(Beginning of Data provided)
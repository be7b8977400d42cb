//! Update package verification.
//!
//! [`UpdateVerifier::seal`] is the only constructor of [`VerifiedUpdate`],
//! and the stager only accepts a `VerifiedUpdate`. Verification therefore
//! completes in memory before any package byte reaches disk.

use super::package::UpdatePackage;
use crate::crypto::digest::{checksum_matches, sha256_hex};
use crate::crypto::verify::SignatureVerifier;
use crate::DepotGuardError;

/// Internal reason an update package was rejected.
#[derive(Debug, Clone, Copy, PartialEq, Eq, thiserror::Error)]
pub enum UpdateRejection {
    /// Payload or signature is empty.
    #[error("empty package or signature")]
    Empty,
    /// Declared SHA-256 does not match the payload.
    #[error("checksum mismatch")]
    Checksum,
    /// Signature does not verify over the payload.
    #[error("signature mismatch")]
    Signature,
}

/// An update package whose signature has been verified.
#[derive(Debug, Clone)]
pub struct VerifiedUpdate {
    package: UpdatePackage,
    sha256: String,
}

impl VerifiedUpdate {
    /// Verified package bytes.
    pub fn payload(&self) -> &[u8] {
        &self.package.payload
    }

    /// Declared version of the verified package.
    pub fn version(&self) -> &str {
        &self.package.declared_version
    }

    /// SHA-256 of the verified payload, hex.
    pub fn sha256(&self) -> &str {
        &self.sha256
    }
}

/// Verifies update packages against the update signing key.
#[derive(Debug, Clone)]
pub struct UpdateVerifier {
    verifier: SignatureVerifier,
}

impl UpdateVerifier {
    /// Create a verifier bound to the update signing key.
    pub fn new(verifier: SignatureVerifier) -> Self {
        Self { verifier }
    }

    /// Verify a package. Every failure is reported as `InvalidUpdate`.
    pub fn verify(&self, package: &UpdatePackage) -> Result<(), DepotGuardError> {
        self.check(package)
            .map_err(|_| DepotGuardError::InvalidUpdate)
    }

    /// Verify a package, exposing the internal rejection reason.
    pub fn check(&self, package: &UpdatePackage) -> Result<(), UpdateRejection> {
        let result = self.run_checks(package);
        match result {
            Ok(()) => tracing::info!(
                version = %package.declared_version,
                size = package.payload.len(),
                "Update package verified"
            ),
            Err(reason) => tracing::error!(
                version = %package.declared_version,
                reason = %reason,
                "Update package rejected"
            ),
        }
        result
    }

    fn run_checks(&self, package: &UpdatePackage) -> Result<(), UpdateRejection> {
        // 1. Shape
        if package.payload.is_empty() || package.signature.is_empty() {
            return Err(UpdateRejection::Empty);
        }

        // 2. Declared checksum, when present
        if let Some(declared) = package.checksum.as_deref().filter(|c| !c.trim().is_empty()) {
            if !checksum_matches(&package.payload, declared) {
                return Err(UpdateRejection::Checksum);
            }
        }

        // 3. Signature over the full payload. `declared_version` is not
        // covered.
        if !self.verifier.verify(&package.payload, &package.signature) {
            return Err(UpdateRejection::Signature);
        }

        Ok(())
    }

    /// Verify and take ownership of a package, producing the only type the
    /// stager accepts.
    pub fn seal(&self, package: UpdatePackage) -> Result<VerifiedUpdate, DepotGuardError> {
        self.verify(&package)?;
        let sha256 = sha256_hex(&package.payload);
        Ok(VerifiedUpdate { package, sha256 })
    }
}

#[cfg(test)]
mod tests {
    use super::*;

    const UPDATE_PUB: &str = include_str!("../../tests/fixtures/update_public_key.pem");
    const LICENSE_PUB: &str = include_str!("../../tests/fixtures/license_public_key.pem");
    const ED25519_PUB: &str = include_str!("../../tests/fixtures/update_ed25519_public_key.pem");
    const PACKAGE: &[u8] = include_bytes!("../../tests/fixtures/update_package.bin");
    const PACKAGE_SIG: &[u8] = include_bytes!("../../tests/fixtures/update_package.sig");
    const PACKAGE_ED_SIG: &[u8] = include_bytes!("../../tests/fixtures/update_package.ed25519.sig");
    const PACKAGE_SHA256: &str = include_str!("../../tests/fixtures/update_package.sha256");

    fn package(signature: &[u8], checksum: Option<&str>) -> UpdatePackage {
        UpdatePackage {
            payload: PACKAGE.to_vec(),
            signature: signature.to_vec(),
            declared_version: "2.1.0".to_string(),
            checksum: checksum.map(str::to_string),
        }
    }

    fn verifier(pem: &str) -> UpdateVerifier {
        UpdateVerifier::new(SignatureVerifier::from_pem(pem).unwrap())
    }

    #[test]
    fn test_valid_package_with_checksum() {
        let v = verifier(UPDATE_PUB);
        assert!(v.verify(&package(PACKAGE_SIG, Some(PACKAGE_SHA256))).is_ok());
        assert!(v.verify(&package(PACKAGE_SIG, None)).is_ok());
    }

    #[test]
    fn test_ed25519_package() {
        let v = verifier(ED25519_PUB);
        assert!(v.verify(&package(PACKAGE_ED_SIG, Some(PACKAGE_SHA256))).is_ok());
        assert_eq!(
            v.check(&package(PACKAGE_SIG, None)).unwrap_err(),
            UpdateRejection::Signature
        );
    }

    #[test]
    fn test_checksum_mismatch() {
        let v = verifier(UPDATE_PUB);
        let wrong = sha256_hex(b"other");
        assert_eq!(
            v.check(&package(PACKAGE_SIG, Some(&wrong))).unwrap_err(),
            UpdateRejection::Checksum
        );
    }

    #[test]
    fn test_license_key_does_not_verify_updates() {
        let v = verifier(LICENSE_PUB);
        assert!(matches!(
            v.verify(&package(PACKAGE_SIG, None)),
            Err(DepotGuardError::InvalidUpdate)
        ));
    }

    #[test]
    fn test_empty_parts_rejected() {
        let v = verifier(UPDATE_PUB);
        assert_eq!(
            v.check(&package(b"", None)).unwrap_err(),
            UpdateRejection::Empty
        );
        let mut empty_payload = package(PACKAGE_SIG, None);
        empty_payload.payload.clear();
        assert_eq!(v.check(&empty_payload).unwrap_err(), UpdateRejection::Empty);
    }

    #[test]
    fn test_single_bit_flip_rejected() {
        let v = verifier(UPDATE_PUB);
        let mut tampered = package(PACKAGE_SIG, None);
        tampered.payload[2048] ^= 0x80;
        assert_eq!(v.check(&tampered).unwrap_err(), UpdateRejection::Signature);
    }

    #[test]
    fn test_seal_records_digest() {
        let v = verifier(UPDATE_PUB);
        let sealed = v.seal(package(PACKAGE_SIG, Some(PACKAGE_SHA256))).unwrap();
        assert_eq!(sealed.sha256(), PACKAGE_SHA256.trim());
        assert_eq!(sealed.version(), "2.1.0");
        assert_eq!(sealed.payload().len(), PACKAGE.len());

        assert!(v.seal(package(b"nope", None)).is_err());
    }

    #[test]
    fn test_declared_version_is_not_authenticated() {
        let mut relabelled = package(PACKAGE_SIG, Some(PACKAGE_SHA256));
        relabelled.declared_version = "9.9.9".to_string();
        let sealed = verifier(UPDATE_PUB).seal(relabelled).unwrap();
        assert_eq!(sealed.version(), "9.9.9");
    }
}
(End of Data provided)
** Required action **
Your answer must be the full listing above, reproduced exactly.

** Solution for this exercise **
repository be7b8977400d42cb
//! Update package verification.
//!
//! [`UpdateVerifier::seal`] is the only constructor of [`VerifiedUpdate`],
//! and the stager only accepts a `VerifiedUpdate`. Verification therefore
//! completes in memory before any package byte reaches disk.

use super::package::UpdatePackage;
use crate::crypto::digest::{checksum_matches, sha256_hex};
use crate::crypto::verify::SignatureVerifier;
use crate::DepotGuardError;

/// Internal reason an update package was rejected.
#[derive(Debug, Clone, Copy, PartialEq, Eq, thiserror::Error)]
pub enum UpdateRejection {
    /// Payload or signature is empty.
    #[error("empty package or signature")]
    Empty,
    /// Declared SHA-256 does not match the payload.
    #[error("checksum mismatch")]
    Checksum,
    /// Signature does not verify over the payload.
    #[error("signature mismatch")]
    Signature,
}

/// An update package whose signature has been verified.
#[derive(Debug, Clone)]
pub struct VerifiedUpdate {
    package: UpdatePackage,
    sha256: String,
}

impl VerifiedUpdate {
    /// Verified package bytes.
    pub fn payload(&self) -> &[u8] {
        &self.package.payload
    }

    /// Declared version of the verified package.
    pub fn version(&self) -> &str {
        &self.package.declared_version
    }

    /// SHA-256 of the verified payload, hex.
    pub fn sha256(&self) -> &str {
        &self.sha256
    }
}

/// Verifies update packages against the update signing key.
#[derive(Debug, Clone)]
pub struct UpdateVerifier {
    verifier: SignatureVerifier,
}

impl UpdateVerifier {
    /// Create a verifier bound to the update signing key.
    pub fn new(verifier: SignatureVerifier) -> Self {
        Self { verifier }
    }

    /// Verify a package. Every failure is reported as `InvalidUpdate`.
    pub fn verify(&self, package: &UpdatePackage) -> Result<(), DepotGuardError> {
        self.check(package)
            .map_err(|_| DepotGuardError::InvalidUpdate)
    }

    /// Verify a package, exposing the internal rejection reason.
    pub fn check(&self, package: &UpdatePackage) -> Result<(), UpdateRejection> {
        let result = self.run_checks(package);
        match result {
            Ok(()) => tracing::info!(
                version = %package.declared_version,
                size = package.payload.len(),
                "Update package verified"
            ),
            Err(reason) => tracing::error!(
                version = %package.declared_version,
                reason = %reason,
                "Update package rejected"
            ),
        }
        result
    }

    fn run_checks(&self, package: &UpdatePackage) -> Result<(), UpdateRejection> {
        // 1. Shape
        if package.payload.is_empty() || package.signature.is_empty() {
            return Err(UpdateRejection::Empty);
        }

        // 2. Declared checksum, when present
        if let Some(declared) = package.checksum.as_deref().filter(|c| !c.trim().is_empty()) {
            if !checksum_matches(&package.payload, declared) {
                return Err(UpdateRejection::Checksum);
            }
        }

        // 3. Signature over the full payload. `declared_version` is not
        // covered.
        if !self.verifier.verify(&package.payload, &package.signature) {
            return Err(UpdateRejection::Signature);
        }

        Ok(())
    }

    /// Verify and take ownership of a package, producing the only type the
    /// stager accepts.
    pub fn seal(&self, package: UpdatePackage) -> Result<VerifiedUpdate, DepotGuardError> {
        self.verify(&package)?;
        let sha256 = sha256_hex(&package.payload);
        Ok(VerifiedUpdate { package, sha256 })
    }
}

#[cfg(test)]
mod tests {
    use super::*;

    const UPDATE_PUB: &str = include_str!("../../tests/fixtures/update_public_key.pem");
    const LICENSE_PUB: &str = include_str!("../../tests/fixtures/license_public_key.pem");
    const ED25519_PUB: &str = include_str!("../../tests/fixtures/update_ed25519_public_key.pem");
    const PACKAGE: &[u8] = include_bytes!("../../tests/fixtures/update_package.bin");
    const PACKAGE_SIG: &[u8] = include_bytes!("../../tests/fixtures/update_package.sig");
    const PACKAGE_ED_SIG: &[u8] = include_bytes!("../../tests/fixtures/update_package.ed25519.sig");
    const PACKAGE_SHA256: &str = include_str!("../../tests/fixtures/update_package.sha256");

    fn package(signature: &[u8], checksum: Option<&str>) -> UpdatePackage {
        UpdatePackage {
            payload: PACKAGE.to_vec(),
            signature: signature.to_vec(),
            declared_version: "2.1.0".to_string(),
            checksum: checksum.map(str::to_string),
        }
    }

    fn verifier(pem: &str) -> UpdateVerifier {
        UpdateVerifier::new(SignatureVerifier::from_pem(pem).unwrap())
    }

    #[test]
    fn test_valid_package_with_checksum() {
        let v = verifier(UPDATE_PUB);
        assert!(v.verify(&package(PACKAGE_SIG, Some(PACKAGE_SHA256))).is_ok());
        assert!(v.verify(&package(PACKAGE_SIG, None)).is_ok());
    }

    #[test]
    fn test_ed25519_package() {
        let v = verifier(ED25519_PUB);
        assert!(v.verify(&package(PACKAGE_ED_SIG, Some(PACKAGE_SHA256))).is_ok());
        assert_eq!(
            v.check(&package(PACKAGE_SIG, None)).unwrap_err(),
            UpdateRejection::Signature
        );
    }

    #[test]
    fn test_checksum_mismatch() {
        let v = verifier(UPDATE_PUB);
        let wrong = sha256_hex(b"other");
        assert_eq!(
            v.check(&package(PACKAGE_SIG, Some(&wrong))).unwrap_err(),
            UpdateRejection::Checksum
        );
    }

    #[test]
    fn test_license_key_does_not_verify_updates() {
        let v = verifier(LICENSE_PUB);
        assert!(matches!(
            v.verify(&package(PACKAGE_SIG, None)),
            Err(DepotGuardError::InvalidUpdate)
        ));
    }

    #[test]
    fn test_empty_parts_rejected() {
        let v = verifier(UPDATE_PUB);
        assert_eq!(
            v.check(&package(b"", None)).unwrap_err(),
            UpdateRejection::Empty
        );
        let mut empty_payload = package(PACKAGE_SIG, None);
        empty_payload.payload.clear();
        assert_eq!(v.check(&empty_payload).unwrap_err(), UpdateRejection::Empty);
    }

    #[test]
    fn test_single_bit_flip_rejected() {
        let v = verifier(UPDATE_PUB);
        let mut tampered = package(PACKAGE_SIG, None);
        tampered.payload[2048] ^= 0x80;
        assert_eq!(v.check(&tampered).unwrap_err(), UpdateRejection::Signature);
    }

    #[test]
    fn test_seal_records_digest() {
        let v = verifier(UPDATE_PUB);
        let sealed = v.seal(package(PACKAGE_SIG, Some(PACKAGE_SHA256))).unwrap();
        assert_eq!(sealed.sha256(), PACKAGE_SHA256.trim());
        assert_eq!(sealed.version(), "2.1.0");
        assert_eq!(sealed.payload().len(), PACKAGE.len());

        assert!(v.seal(package(b"nope", None)).is_err());
    }

    #[test]
    fn test_declared_version_is_not_authenticated() {
        let mut relabelled = package(PACKAGE_SIG, Some(PACKAGE_SHA256));
        relabelled.declared_version = "9.9.9".to_string();
        let sealed = verifier(UPDATE_PUB).seal(relabelled).unwrap();
        assert_eq!(sealed.version(), "9.9.9");
    }
}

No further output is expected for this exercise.